System requirements (PC):
IBM PC or compatible
386 SX or better
4MB free RAM
DOS 3.1 or higher
Windows 3.1 or higher
Microsoft CD-ROM extensions 2.2 or later
MPC-compliant CD-ROM drive and audio board
SVGA (640 by 480, 256 colors)
Speakers or headphones
Format: Triple Play Plus! English comes on a CD-ROM. It takes less than ten minutes to install. The CD-ROM must be in the CD-ROM drive to run the software. The software can also be run directly from the CD-ROM, with a sacrifice in speed.


Triple Play Plus! English is a colorful, varied multimedia language tool designed for learners of English as a second or foreign language, ages 8 to adult. It has games for beginning and intermediate learners, in a variety of topics, and at varying levels of interactivity. The software allows learners to practice reading, aural comprehension, and speaking skills.

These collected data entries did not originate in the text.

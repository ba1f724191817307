//! Interpreter-wide state shared by every thread.
//!
//! An [`Interpreter`] owns what outlives any single call chain:
//!
//! - the configuration new threads are created with
//! - the builtins namespace
//! - the frame object pool
//! - the cycle collector every container is registered with
//!
//! Handles are cheap to clone; all clones refer to the same instance.

use crate::config::VmConfig;
use crate::error::{RuntimeError, VmResult};
use crate::facade_pool::FacadePool;
use crate::function::FunctionObject;
use crate::thread::ThreadState;
use kestrel_bytecode::CodeObject;
use kestrel_core::{CellObject, DictObject, Trace, Value};
use kestrel_gc::{CollectStats, CycleCollector};
use log::debug;
use std::cell::RefCell;
use std::rc::Rc;

/// Name under which globals may carry their own builtins.
pub const BUILTINS_KEY: &str = "__builtins__";

pub(crate) struct InterpreterInner {
    pub(crate) config: VmConfig,
    pub(crate) builtins: Rc<DictObject>,
    pub(crate) pool: RefCell<FacadePool>,
    pub(crate) gc: RefCell<CycleCollector>,
}

impl InterpreterInner {
    /// Register `obj` with the cycle collector.
    ///
    /// Skipped while a collection is running; the object is then simply
    /// not a candidate until it is tracked again.
    pub(crate) fn track<T: Trace + 'static>(&self, obj: &Rc<T>) {
        if let Ok(mut gc) = self.gc.try_borrow_mut() {
            gc.track(obj);
        }
    }
}

/// Handle to an interpreter instance.
#[derive(Clone)]
pub struct Interpreter {
    inner: Rc<InterpreterInner>,
}

impl Interpreter {
    /// Create an interpreter with an empty builtins namespace.
    pub fn new(config: VmConfig) -> Self {
        Self::with_builtins(config, Rc::new(DictObject::new()))
    }

    /// Create an interpreter around an existing builtins namespace.
    pub fn with_builtins(config: VmConfig, builtins: Rc<DictObject>) -> Self {
        let pool = FacadePool::new(&config.frame_pool);
        let inner = Rc::new(InterpreterInner {
            config,
            builtins,
            pool: RefCell::new(pool),
            gc: RefCell::new(CycleCollector::new()),
        });
        inner.track(&inner.builtins);
        Self { inner }
    }

    #[inline]
    pub fn config(&self) -> &VmConfig {
        &self.inner.config
    }

    #[inline]
    pub fn builtins(&self) -> &Rc<DictObject> {
        &self.inner.builtins
    }

    #[inline]
    pub(crate) fn inner(&self) -> &Rc<InterpreterInner> {
        &self.inner
    }

    /// Create a thread with its own data stack.
    pub fn new_thread(&self) -> ThreadState {
        ThreadState::new(self)
    }

    // =========================================================================
    // Objects
    // =========================================================================

    /// Create an empty namespace registered with the collector.
    pub fn new_dict(&self) -> Rc<DictObject> {
        let dict = Rc::new(DictObject::new());
        self.inner.track(&dict);
        dict
    }

    /// Create a cell registered with the collector.
    pub fn new_cell(&self, value: Option<Value>) -> Rc<CellObject> {
        let cell = Rc::new(CellObject::new(value));
        self.inner.track(&cell);
        cell
    }

    /// Create a function running `code` in `globals`.
    ///
    /// `closure` must hold one cell per free variable of `code`.
    pub fn new_function(
        &self,
        code: Rc<CodeObject>,
        globals: Rc<DictObject>,
        closure: Vec<Rc<CellObject>>,
    ) -> VmResult<Rc<FunctionObject>> {
        if closure.len() != code.nfreevars() {
            return Err(RuntimeError::value_error(format!(
                "{}() requires a closure of length {}, not {}",
                code.name(),
                code.nfreevars(),
                closure.len()
            )));
        }
        let builtins = self.builtins_from_globals(&globals)?;
        let func = Rc::new(FunctionObject::new(code, globals, builtins, closure));
        self.inner.track(&func);
        Ok(func)
    }

    /// The builtins a frame running in `globals` sees.
    ///
    /// A dict stored under `__builtins__` wins; without one the interpreter's
    /// builtins are used.
    pub fn builtins_from_globals(&self, globals: &DictObject) -> VmResult<Rc<DictObject>> {
        match globals.get(BUILTINS_KEY) {
            None => Ok(Rc::clone(&self.inner.builtins)),
            Some(value) => value.as_dict().cloned().ok_or_else(|| {
                RuntimeError::type_error(format!(
                    "{BUILTINS_KEY} must be a dict, not '{}'",
                    value.type_name()
                ))
            }),
        }
    }

    // =========================================================================
    // Garbage Collection
    // =========================================================================

    /// Register `obj` with the cycle collector.
    pub fn track<T: Trace + 'static>(&self, obj: &Rc<T>) {
        self.inner.track(obj);
    }

    /// Run a cycle collection.
    ///
    /// # Panics
    ///
    /// Panics if called while a collection is already running.
    pub fn collect(&self) -> CollectStats {
        let stats = self.inner.gc.borrow_mut().collect();
        debug!(
            "cycle collection: {} examined, {} unreachable, {} pruned",
            stats.examined, stats.unreachable, stats.pruned
        );
        stats
    }

    /// Objects registered with the collector, including dead entries not yet
    /// pruned.
    pub fn tracked_count(&self) -> usize {
        self.inner.gc.borrow().tracked_count()
    }

    // =========================================================================
    // Frame Object Pool
    // =========================================================================

    /// Frame object shells waiting for reuse.
    pub fn free_frame_objects(&self) -> usize {
        self.inner.pool.borrow().num_free()
    }

    /// Drop every pooled shell, returning how many were freed.
    pub fn clear_frame_pool(&self) -> usize {
        self.inner.pool.borrow_mut().clear()
    }

    /// Tear down the frame object pool. Creating a frame object afterwards
    /// panics.
    pub fn finalize(&self) {
        self.inner.pool.borrow_mut().finalize();
    }

    /// Whether two handles refer to the same interpreter.
    #[inline]
    pub fn ptr_eq(&self, other: &Interpreter) -> bool {
        Rc::ptr_eq(&self.inner, &other.inner)
    }
}

impl std::fmt::Debug for Interpreter {
    fn fmt(&self, f: &mut std::fmt::Formatter<'_>) -> std::fmt::Result {
        f.debug_struct("Interpreter")
            .field("config", &self.inner.config)
            .field("pool", &*self.inner.pool.borrow())
            .field("tracked", &self.tracked_count())
            .finish()
    }
}

#[cfg(test)]
mod tests {
    use super::*;
    use kestrel_bytecode::{CodeBuilder, Opcode};

    fn closure_code() -> Rc<CodeObject> {
        let mut b = CodeBuilder::new("inner");
        let x = b.add_free("x");
        b.emit_arg(Opcode::LoadDeref, x);
        b.emit(Opcode::ReturnValue);
        b.set_stacksize(1);
        Rc::new(b.finish())
    }

    #[test]
    fn test_builtins_from_globals_default() {
        let interp = Interpreter::new(VmConfig::for_testing());
        let globals = DictObject::new();
        let builtins = interp.builtins_from_globals(&globals).unwrap();
        assert!(Rc::ptr_eq(&builtins, interp.builtins()));
    }

    #[test]
    fn test_builtins_from_globals_override() {
        let interp = Interpreter::new(VmConfig::for_testing());
        let own = Rc::new(DictObject::from_pairs([("len", Value::int(1))]));
        let globals = DictObject::from_pairs([(BUILTINS_KEY, Value::dict(Rc::clone(&own)))]);
        let builtins = interp.builtins_from_globals(&globals).unwrap();
        assert!(Rc::ptr_eq(&builtins, &own));
    }

    #[test]
    fn test_builtins_from_globals_rejects_non_dict() {
        let interp = Interpreter::new(VmConfig::for_testing());
        let globals = DictObject::from_pairs([(BUILTINS_KEY, Value::int(3))]);
        let err = interp.builtins_from_globals(&globals).unwrap_err();
        assert_eq!(err.exception_type(), "TypeError");
    }

    #[test]
    fn test_new_function_checks_closure() {
        let interp = Interpreter::new(VmConfig::for_testing());
        let code = closure_code();
        let err = interp
            .new_function(Rc::clone(&code), interp.new_dict(), Vec::new())
            .unwrap_err();
        assert_eq!(err.exception_type(), "ValueError");

        let cell = interp.new_cell(Some(Value::int(7)));
        let func = interp.new_function(code, interp.new_dict(), vec![cell]).unwrap();
        assert_eq!(func.name(), "inner");
        assert_eq!(func.closure().len(), 1);
    }

    #[test]
    fn test_new_objects_are_tracked() {
        let interp = Interpreter::new(VmConfig::for_testing());
        let before = interp.tracked_count();
        let _dict = interp.new_dict();
        let _cell = interp.new_cell(None);
        assert_eq!(interp.tracked_count(), before + 2);
    }

    #[test]
    fn test_collect_breaks_dict_cycle() {
        let interp = Interpreter::new(VmConfig::for_testing());
        let a = interp.new_dict();
        let b = interp.new_dict();
        a.insert("b", Value::dict(Rc::clone(&b)));
        b.insert("a", Value::dict(Rc::clone(&a)));
        let weak = Rc::downgrade(&a);
        drop(a);
        drop(b);
        assert!(weak.upgrade().is_some());

        let stats = interp.collect();
        assert_eq!(stats.unreachable, 2);
        assert!(weak.upgrade().is_none());
    }
}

Description of the Software

This software makes an effort to meet the needs of as many learners as possible. There are activities for beginning and intermediate students. There are drill-and-practice vocabulary exercises, more complex games relating to verb tenses, prepositions, and other subjects, and comic-strip conversations built around everyday activities. Students at all levels should find something of interest in this software.

The software has activities in six subject areas (food, numbers, home and office, people and clothing, places and transportation, and daily activities). After choosing a mode (aural comprehension, reading, or speaking) and a subject, the student chooses a game and begins to play. Within some games, the software offers the learner different levels of difficulty at which to play the game. In level I, the games are generally drill-and-practice vocabulary games, such as bingo. There are, however, more complex and creative activities, such as a body-parts jigsaw puzzle. In [-1-] level II, the games involve more complex structures and vocabulary. The level-III games are comic strips, in which learners listen to conversations and later reproduce the order in which they happened. Many of the games are motivating, since the student plays against the computer or plays games in which he or she wins or loses.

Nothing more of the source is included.